//! Behavior-driven tests for the dataset cache
//!
//! These tests verify HOW cached entries are served, expired, migrated and
//! protected against concurrent writers.

use std::fs;
use std::sync::Arc;
use std::thread;

use ferroscreen_core::{CacheStore, DatasetKind, StockRecord};
use serde_json::{json, Value};
use time::{Duration as TimeDuration, OffsetDateTime};

fn records(codes: &[&str]) -> Vec<StockRecord> {
    codes
        .iter()
        .map(|code| StockRecord::from_value(json!({"stockCode": code, "pe_ttm": 12.5})).expect("object"))
        .collect()
}

fn metrics(names: &[&str]) -> Vec<String> {
    names.iter().map(|name| (*name).to_owned()).collect()
}

fn store() -> (tempfile::TempDir, CacheStore) {
    let temp = tempfile::tempdir().expect("tempdir");
    let store = CacheStore::new(temp.path().join("cache"));
    (temp, store)
}

// =============================================================================
// Cache: Hits and Misses
// =============================================================================

#[test]
fn when_cached_metrics_cover_the_request_the_entry_is_served() {
    // Given: An entry saved with three metrics
    let (_temp, store) = store();
    store
        .put(
            DatasetKind::Fundamental,
            "2030-03-15",
            &records(&["00700", "00005"]),
            &metrics(&["pe_ttm", "pb", "mc"]),
            3,
        )
        .expect("put");

    // When: A subset of the metrics is requested
    let hit = store.get(DatasetKind::Fundamental, "2030-03-15", &metrics(&["mc", "pe_ttm"]));

    // Then: The stored records come back unchanged
    assert_eq!(hit, Some(records(&["00700", "00005"])));
}

#[test]
fn when_request_needs_a_metric_the_entry_lacks_it_is_a_miss() {
    // Given: An entry saved with pe_ttm only
    let (_temp, store) = store();
    store
        .put(DatasetKind::Fundamental, "2030-03-15", &records(&["00700"]), &metrics(&["pe_ttm"]), 3)
        .expect("put");

    // When / Then: Asking for pe_ttm and dyr misses
    assert_eq!(
        store.get(DatasetKind::Fundamental, "2030-03-15", &metrics(&["pe_ttm", "dyr"])),
        None
    );
    // And a different date misses too
    assert_eq!(
        store.get(DatasetKind::Fundamental, "2030-03-16", &metrics(&["pe_ttm"])),
        None
    );
}

#[test]
fn when_entry_has_expired_it_is_a_miss() {
    // Given: An entry saved now with a three-day lifetime
    let (_temp, store) = store();
    let saved = OffsetDateTime::now_utc();
    store
        .put_at(
            DatasetKind::Fundamental,
            "2030-03-15",
            &records(&["00700"]),
            &metrics(&["pe_ttm"]),
            3,
            saved,
        )
        .expect("put");

    // When / Then: It is served two days later but not four days later
    let two_days = saved + TimeDuration::days(2);
    let four_days = saved + TimeDuration::days(4);
    assert!(store
        .get_at(DatasetKind::Fundamental, "2030-03-15", &metrics(&["pe_ttm"]), two_days)
        .is_some());
    assert!(store
        .get_at(DatasetKind::Fundamental, "2030-03-15", &metrics(&["pe_ttm"]), four_days)
        .is_none());
}

#[test]
fn when_lifetime_is_zero_days_the_entry_is_never_served() {
    let (_temp, store) = store();
    store
        .put(DatasetKind::Fundamental, "2030-03-15", &records(&["00700"]), &metrics(&["pe_ttm"]), 0)
        .expect("put");

    assert_eq!(
        store.get(DatasetKind::Fundamental, "2030-03-15", &metrics(&["pe_ttm"])),
        None
    );
}

#[test]
fn namespaces_do_not_share_entries() {
    // Given: A fundamental entry
    let (_temp, store) = store();
    store
        .put(DatasetKind::Fundamental, "2030-03-15", &records(&["00700"]), &metrics(&["pe_ttm"]), 3)
        .expect("put");

    // When / Then: The financial statement namespace has nothing for that date
    assert_eq!(
        store.get(DatasetKind::FinancialStatement, "2030-03-15", &metrics(&["pe_ttm"])),
        None
    );
    assert!(store.path_for(DatasetKind::Fundamental).exists());
    assert!(!store.path_for(DatasetKind::FinancialStatement).exists());
}

// =============================================================================
// Cache: Expiry Sweeps
// =============================================================================

#[test]
fn reading_sweeps_expired_entries_from_the_file() {
    // Given: One short-lived and one long-lived entry
    let (_temp, store) = store();
    let start = OffsetDateTime::now_utc();
    store
        .put_at(DatasetKind::Fundamental, "2030-01-01", &records(&["00700"]), &metrics(&["pe_ttm"]), 1, start)
        .expect("short-lived put");
    store
        .put_at(DatasetKind::Fundamental, "2030-01-03", &records(&["00005"]), &metrics(&["pe_ttm"]), 10, start)
        .expect("long-lived put");

    // When: A different date is looked up two days later
    let hit = store.get_at(
        DatasetKind::Fundamental,
        "2030-01-02",
        &metrics(&["pe_ttm"]),
        start + TimeDuration::days(2),
    );

    // Then: The lookup misses and the expired date is gone from disk
    assert_eq!(hit, None);
    let raw: Value = serde_json::from_str(
        &fs::read_to_string(store.path_for(DatasetKind::Fundamental)).expect("read"),
    )
    .expect("json");
    let dates: Vec<&String> = raw.as_object().expect("object").keys().collect();
    assert_eq!(dates, vec!["2030-01-03"]);
}

#[test]
fn writes_sweep_entries_that_have_expired() {
    // Given: An entry with a one-day lifetime
    let (_temp, store) = store();
    let start = OffsetDateTime::now_utc();
    store
        .put_at(DatasetKind::Fundamental, "2030-03-14", &records(&["00700"]), &metrics(&["pe_ttm"]), 1, start)
        .expect("first put");

    // When: Another date is written two days later
    store
        .put_at(
            DatasetKind::Fundamental,
            "2030-03-15",
            &records(&["00005"]),
            &metrics(&["pe_ttm"]),
            3,
            start + TimeDuration::days(2),
        )
        .expect("second put");

    // Then: Only the fresh entry remains on disk
    let entries = store.entries(DatasetKind::Fundamental);
    assert_eq!(entries.keys().collect::<Vec<_>>(), vec!["2030-03-15"]);
}

#[test]
fn prune_reports_how_many_entries_it_removed() {
    let (_temp, store) = store();
    let start = OffsetDateTime::now_utc();
    for (date, days) in [("2030-03-13", 1), ("2030-03-14", 1), ("2030-03-15", 10)] {
        store
            .put_at(DatasetKind::FinancialStatement, date, &records(&["00700"]), &metrics(&["q.ps.np.t"]), days, start)
            .expect("put");
    }

    let removed = store
        .prune_at(DatasetKind::FinancialStatement, start + TimeDuration::days(2))
        .expect("prune");

    assert_eq!(removed, 2);
    assert_eq!(store.entries(DatasetKind::FinancialStatement).len(), 1);
}

#[test]
fn stored_entry_records_expiry_metrics_and_save_time() {
    // Given: A saved entry
    let (_temp, store) = store();
    store
        .put(DatasetKind::Fundamental, "2030-03-15", &records(&["00700"]), &metrics(&["pe_ttm", "mc"]), 3)
        .expect("put");

    // When: The file is read back raw
    let raw: Value = serde_json::from_str(
        &fs::read_to_string(store.path_for(DatasetKind::Fundamental)).expect("read"),
    )
    .expect("json");

    // Then: The entry has the documented shape
    let entry = &raw["2030-03-15"];
    assert_eq!(entry["metricsList"], json!(["pe_ttm", "mc"]));
    assert!(entry["expireAt"].as_f64().expect("numeric expiry") > 0.0);
    assert_eq!(entry["savedAt"].as_str().expect("timestamp").len(), 19);
    assert_eq!(entry["data"][0]["stockCode"], json!("00700"));
}

// =============================================================================
// Cache: Migration and Damage
// =============================================================================

#[test]
fn legacy_entries_are_never_served_and_are_swept_by_the_next_read() {
    // Given: A cache file written by an older format without expiry or metrics
    let (_temp, store) = store();
    fs::create_dir_all(store.dir()).expect("dir");
    fs::write(
        store.path_for(DatasetKind::Fundamental),
        json!({
            "2030-03-10": {"data": [{"stockCode": "00700", "pe_ttm": 9}]},
            "2030-03-11": [{"stockCode": "00005"}],
        })
        .to_string(),
    )
    .expect("seed legacy file");

    // And: The migrated view keeps the records but with no coverage
    let entries = store.entries(DatasetKind::Fundamental);
    assert!(entries["2030-03-10"].metrics_list.is_empty());
    assert_eq!(entries["2030-03-11"].data.len(), 1);

    // When: The legacy date is requested
    let hit = store.get(DatasetKind::Fundamental, "2030-03-10", &metrics(&["pe_ttm"]));

    // Then: It is a miss and both legacy dates are removed from the file
    assert_eq!(hit, None);
    assert!(store.entries(DatasetKind::Fundamental).is_empty());
}

#[test]
fn corrupt_cache_file_reads_as_empty_and_is_replaced_on_write() {
    // Given: A truncated cache file
    let (_temp, store) = store();
    fs::create_dir_all(store.dir()).expect("dir");
    fs::write(store.path_for(DatasetKind::Fundamental), "{\"2030-03-15\": {\"data\": [").expect("seed");

    // When / Then: Reads miss and writes succeed
    assert_eq!(
        store.get(DatasetKind::Fundamental, "2030-03-15", &metrics(&["pe_ttm"])),
        None
    );
    store
        .put(DatasetKind::Fundamental, "2030-03-15", &records(&["00700"]), &metrics(&["pe_ttm"]), 3)
        .expect("put over corrupt file");
    assert!(store
        .get(DatasetKind::Fundamental, "2030-03-15", &metrics(&["pe_ttm"]))
        .is_some());
}

// =============================================================================
// Cache: Concurrent Writers
// =============================================================================

#[test]
fn concurrent_writers_to_one_namespace_lose_no_entries() {
    // Given: One store shared by eight threads
    let (_temp, store) = store();
    let store = Arc::new(store);

    // When: Each thread writes its own date
    let handles: Vec<_> = (0..8)
        .map(|day| {
            let store = Arc::clone(&store);
            thread::spawn(move || {
                store
                    .put(
                        DatasetKind::Fundamental,
                        &format!("2030-03-{:02}", day + 1),
                        &records(&["00700"]),
                        &metrics(&["pe_ttm"]),
                        3,
                    )
                    .expect("put");
            })
        })
        .collect();
    for handle in handles {
        handle.join().expect("writer thread");
    }

    // Then: Every date survived and no temporary file was left behind
    assert_eq!(store.entries(DatasetKind::Fundamental).len(), 8);
    let leftovers: Vec<_> = fs::read_dir(store.dir())
        .expect("list cache dir")
        .filter_map(Result::ok)
        .filter(|entry| entry.file_name().to_string_lossy().ends_with(".tmp"))
        .collect();
    assert!(leftovers.is_empty());
}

┄┄┄┄┄┄┄┄┄┄

#### What to do:
Only the lines of the data holding the string "stockCode" are wanted; copy each of them.

#### Response to the task:
        .map(|code| StockRecord::from_value(json!({"stockCode": code, "pe_ttm": 12.5})).expect("object"))
    assert_eq!(entry["data"][0]["stockCode"], json!("00700"));
            "2030-03-10": {"data": [{"stockCode": "00700", "pe_ttm": 9}]},
            "2030-03-11": [{"stockCode": "00005"}],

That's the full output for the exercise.